This year I attended day one of the Future of Web Apps conference here in London. Overall it was a well organised, useful event with moments of excellence although I still have a niggling issue with the price (see below for more). Firstly though, here’s a quick run down of a few of the talks (in rough note form). Standing head and shoulders above the rest of the people I saw present were the guys from Contrast - this is what the quality of most if not all of the talks should have been like.
Grasshopper - NOW is the Time
- Stand out from the crowd, don’t join it.
- Pitches and PR material needs to have an angle. For example, ‘New web app succeeds where others fail.’
Freshbooks - Marketing Your Web App
- Benefits are what people buy.
- What is the single greatest benefit of your app?
- Actually speak to your users.
- Your story is very important (people remember stories).

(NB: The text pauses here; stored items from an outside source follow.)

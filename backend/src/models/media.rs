use chrono::{DateTime, Utc};
use pharmacy_shared::{MediaVideoRequest, MediaVideoResponse, VideoType};
use serde::{Deserialize, Serialize};
use sqlx::{FromRow, PgPool, Postgres, QueryBuilder};

use crate::error::AppError;

const VIDEO_COLUMNS: &str = "id, title, description, video_type, video_file, video_url, thumbnail, \
    is_featured, is_active, display_order, created_at, updated_at";

#[derive(Debug, Clone, FromRow, Serialize, Deserialize)]
pub struct MediaVideo {
    pub id: i64,
    pub title: String,
    pub description: String,
    pub video_type: VideoType,
    pub video_file: Option<String>,
    pub video_url: Option<String>,
    pub thumbnail: Option<String>,
    pub is_featured: bool,
    pub is_active: bool,
    pub display_order: i32,
    pub created_at: DateTime<Utc>,
    pub updated_at: DateTime<Utc>,
}

#[derive(Debug, Clone, Copy, PartialEq, Eq, Serialize, Deserialize)]
#[serde(rename_all = "lowercase")]
pub enum VideoStatus {
    Active,
    Inactive,
    Featured,
}

impl VideoStatus {
    pub fn parse(value: &str) -> Option<Self> {
        match value {
            "active" => Some(VideoStatus::Active),
            "inactive" => Some(VideoStatus::Inactive),
            "featured" => Some(VideoStatus::Featured),
            _ => None,
        }
    }
}

#[derive(Debug, Clone, Default)]
pub struct VideoFilter {
    pub video_type: Option<VideoType>,
    pub status: Option<VideoStatus>,
    pub search: Option<String>,
    pub limit: i64,
    pub offset: i64,
}

impl VideoFilter {
    fn push_conditions<'a>(&'a self, builder: &mut QueryBuilder<'a, Postgres>) {
        builder.push(" WHERE 1=1");

        if let Some(video_type) = self.video_type {
            builder.push(" AND video_type = ");
            builder.push_bind(video_type);
        }

        match self.status {
            Some(VideoStatus::Active) => {
                builder.push(" AND is_active = TRUE");
            }
            Some(VideoStatus::Inactive) => {
                builder.push(" AND is_active = FALSE");
            }
            Some(VideoStatus::Featured) => {
                builder.push(" AND is_featured = TRUE");
            }
            None => {}
        }

        if let Some(search) = self.search.as_deref().map(str::trim).filter(|s| !s.is_empty()) {
            let pattern = format!("%{}%", search);
            builder.push(" AND (title ILIKE ");
            builder.push_bind(pattern.clone());
            builder.push(" OR description ILIKE ");
            builder.push_bind(pattern);
            builder.push(")");
        }
    }
}

/// Turn a YouTube or Instagram share link into something an iframe can load
pub fn embed_url(video_url: &str) -> String {
    if video_url.contains("youtube.com/watch") {
        if let Some((_, rest)) = video_url.split_once("v=") {
            let id = rest.split('&').next().unwrap_or(rest);
            return format!("https://www.youtube.com/embed/{}", id);
        }
    } else if let Some((_, rest)) = video_url.split_once("youtu.be/") {
        let id = rest.split('?').next().unwrap_or(rest);
        return format!("https://www.youtube.com/embed/{}", id);
    } else if video_url.contains("youtube.com/shorts/") {
        if let Some((_, rest)) = video_url.split_once("shorts/") {
            let id = rest.split('?').next().unwrap_or(rest);
            return format!("https://www.youtube.com/embed/{}", id);
        }
    } else if video_url.contains("instagram.com/reel/") || video_url.contains("instagram.com/p/") {
        return format!("{}embed/", video_url);
    }

    video_url.to_string()
}

impl MediaVideo {
    /// Storefront gallery: active videos by display order, newest first within an order slot
    pub async fn list_active(pool: &PgPool) -> Result<Vec<Self>, AppError> {
        let sql = format!(
            "SELECT {} FROM media_videos WHERE is_active = TRUE ORDER BY display_order, created_at DESC",
            VIDEO_COLUMNS
        );
        let videos = sqlx::query_as::<_, MediaVideo>(&sql).fetch_all(pool).await?;

        Ok(videos)
    }

    pub async fn search(pool: &PgPool, filter: &VideoFilter) -> Result<(Vec<Self>, i64), AppError> {
        let mut count_builder = QueryBuilder::<Postgres>::new("SELECT COUNT(*) FROM media_videos");
        filter.push_conditions(&mut count_builder);
        let total: i64 = count_builder.build_query_scalar().fetch_one(pool).await?;

        let mut builder = QueryBuilder::<Postgres>::new(format!("SELECT {} FROM media_videos", VIDEO_COLUMNS));
        filter.push_conditions(&mut builder);
        builder.push(" ORDER BY display_order, created_at DESC LIMIT ");
        builder.push_bind(filter.limit);
        builder.push(" OFFSET ");
        builder.push_bind(filter.offset);

        let videos = builder.build_query_as::<MediaVideo>().fetch_all(pool).await?;
        Ok((videos, total))
    }

    pub async fn find_by_id(pool: &PgPool, id: i64) -> Result<Option<Self>, AppError> {
        let sql = format!("SELECT {} FROM media_videos WHERE id = $1", VIDEO_COLUMNS);
        let video = sqlx::query_as::<_, MediaVideo>(&sql)
            .bind(id)
            .fetch_optional(pool)
            .await?;

        Ok(video)
    }

    pub async fn create(pool: &PgPool, request: &MediaVideoRequest) -> Result<Self, AppError> {
        let sql = format!(
            r#"
            INSERT INTO media_videos (title, description, video_type, video_file, video_url,
                thumbnail, is_featured, is_active, display_order)
            VALUES ($1, $2, $3, $4, $5, $6, $7, $8, $9)
            RETURNING {}
            "#,
            VIDEO_COLUMNS
        );
        let video = sqlx::query_as::<_, MediaVideo>(&sql)
            .bind(request.title.trim())
            .bind(&request.description)
            .bind(request.video_type)
            .bind(&request.video_file)
            .bind(&request.video_url)
            .bind(&request.thumbnail)
            .bind(request.is_featured)
            .bind(request.is_active)
            .bind(request.display_order)
            .fetch_one(pool)
            .await?;

        Ok(video)
    }

    pub async fn update(pool: &PgPool, id: i64, request: &MediaVideoRequest) -> Result<Option<Self>, AppError> {
        let sql = format!(
            r#"
            UPDATE media_videos SET title = $1, description = $2, video_type = $3, video_file = $4,
                video_url = $5, thumbnail = $6, is_featured = $7, is_active = $8,
                display_order = $9, updated_at = NOW()
            WHERE id = $10
            RETURNING {}
            "#,
            VIDEO_COLUMNS
        );
        let video = sqlx::query_as::<_, MediaVideo>(&sql)
            .bind(request.title.trim())
            .bind(&request.description)
            .bind(request.video_type)
            .bind(&request.video_file)
            .bind(&request.video_url)
            .bind(&request.thumbnail)
            .bind(request.is_featured)
            .bind(request.is_active)
            .bind(request.display_order)
            .bind(id)
            .fetch_optional(pool)
            .await?;

        Ok(video)
    }

    pub async fn delete(pool: &PgPool, id: i64) -> Result<bool, AppError> {
        let result = sqlx::query("DELETE FROM media_videos WHERE id = $1")
            .bind(id)
            .execute(pool)
            .await?;

        Ok(result.rows_affected() > 0)
    }

    pub fn embed_url(&self) -> Option<String> {
        self.video_url.as_deref().filter(|u| !u.is_empty()).map(embed_url)
    }

    pub fn to_response(&self) -> MediaVideoResponse {
        MediaVideoResponse {
            id: self.id,
            title: self.title.clone(),
            description: self.description.clone(),
            video_type: self.video_type,
            video_type_label: self.video_type.label().to_string(),
            video_file: self.video_file.clone(),
            video_url: self.video_url.clone(),
            embed_url: self.embed_url(),
            thumbnail: self.thumbnail.clone(),
            is_featured: self.is_featured,
            is_active: self.is_active,
            display_order: self.display_order,
            created_at: self.created_at,
        }
    }
}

- Be intelligent with marketing and apply scarce resources carefully. Focus on one market, vertical, etc.
- Share ‘interesting’ - write about what you’re doing.
Content Strategy (not a main talk)
- Have 2 different blogs if necessary - content vs product.
- Post news/blog at least once a week.
- Use the digest model in newsletters.
- Sign newsletters by name (shows human element).
- Always provide value!
- Voice is important.
- Be human.
280 North - Web Apps State of the Union
- Customers always tell you their perceived solution to a problem, not the actual problem.
- Return to web apps seen as hugely important.
- Tools for developing web apps have improved massively in the last 2 years.
- Both native and web apps are being developed as opposed to one app for all devices.
- Tools for mobile app development still lacking.
- Open Source doesn’t fit with standards (not necessarily a bad thing).
MailChimp - Proven Email Marketing Tactics
- In 2009, 247 billion emails a day were sent.
- Respect your user.
- ‘Retargetting’ cited as an example of a negative way to target people.
- Send less emails and only when you have something important to say.
- Consider context when sending email marketing.
- Re-frame your thinking: ‘publishing’ not ‘blasting’.
- You don’t have a lot of user attention with emails - make it count.
- Plain text still relevant for some companies.
- Successful email marketing takes time.
- If you can’t beat someone on resources, beat them on being thoughtful.
Brightcove - The Dream and Reality of HTML5 Video
- Video content companies focussing on cross platform video.
- Much fragmentation in the market.
- HTML5 has strengths for mobile web.
- HTML5 needs to be put in the context of delivering to the market.
- There are technical constraints to using HTML5 video.
- HTML5 ads are being trialled.
- HTML5 very important but still inconsistent.
Contrast - All That Glitters is Not Gold (**Best talk of the day by far**)
- Decisions can often be broken into ’sexy’ or ‘meaningful’.
- Beware launching sexy apps or strategies.
- Best to market trumps first to market.
- Beware me-too products or trendy startups.
- What’s meaningful? If you could solve the problem 5 years ago (i.e. if the problem existed then) it’s likely to be a meaningful idea. Focus on things that don’t change.
- Choose people on talent and discipline.
- Investment is often a bad, bad, bad option.
- Design trends are not meaningful (e.g. Google, Craigslist).
- Do meaningful marketing!!
- Don’t chase overnight success (it doesn’t exist).
MailChimp - Learning to Love Humans: Emotional Interface Design
- Maslow’s Hierarchy of Needs relevant.
- Apps we build need to be pleasurable, useable, reliable and functional.
- Personality is important.
- Products are people too.
- Put emotion into apps so people connect and forgive.
- Work treats into user experience (showed hilarious example of the MailChimp monkey’s arm being pulled off if email design is too wide).
- Trust is essential.
- Bake love into your apps.
I’d recently written a post asking Is FOWA worth the money so this was fresh in my mind when at the event. Some of the negative issues I (and others I spoke to) experienced include:
- Some suspect speakers.
- The track 2 room was way too small, while room 1 was huge. In many of the track 2 talks people were sitting or standing at the side/back of the room. Nobody should have to sit on the floor for a £350 per day event.
- In some ways they went for style over substance.
- A small bugbear, but the food wasn’t as good as described by the organisers (except the bread and butter pudding, that was delicious).
For me personally Future of Web Apps isn’t worth the money you pay. Although I’d hazard a guess people see this differently depending on your set-up - if you’re coming from a company or startup that has paid for you then how much it costs probably isn’t an issue. I own my company so think a lot about where costs are going and on this occasion felt it should have been lower. I’d really like to see teams and startups of 5 or less given discounts to attend (something I emailed Ryan Carson about). Other than that, if they can make next years event absolutely flawless, with most talks excellent, then maybe it’ll be worth the money.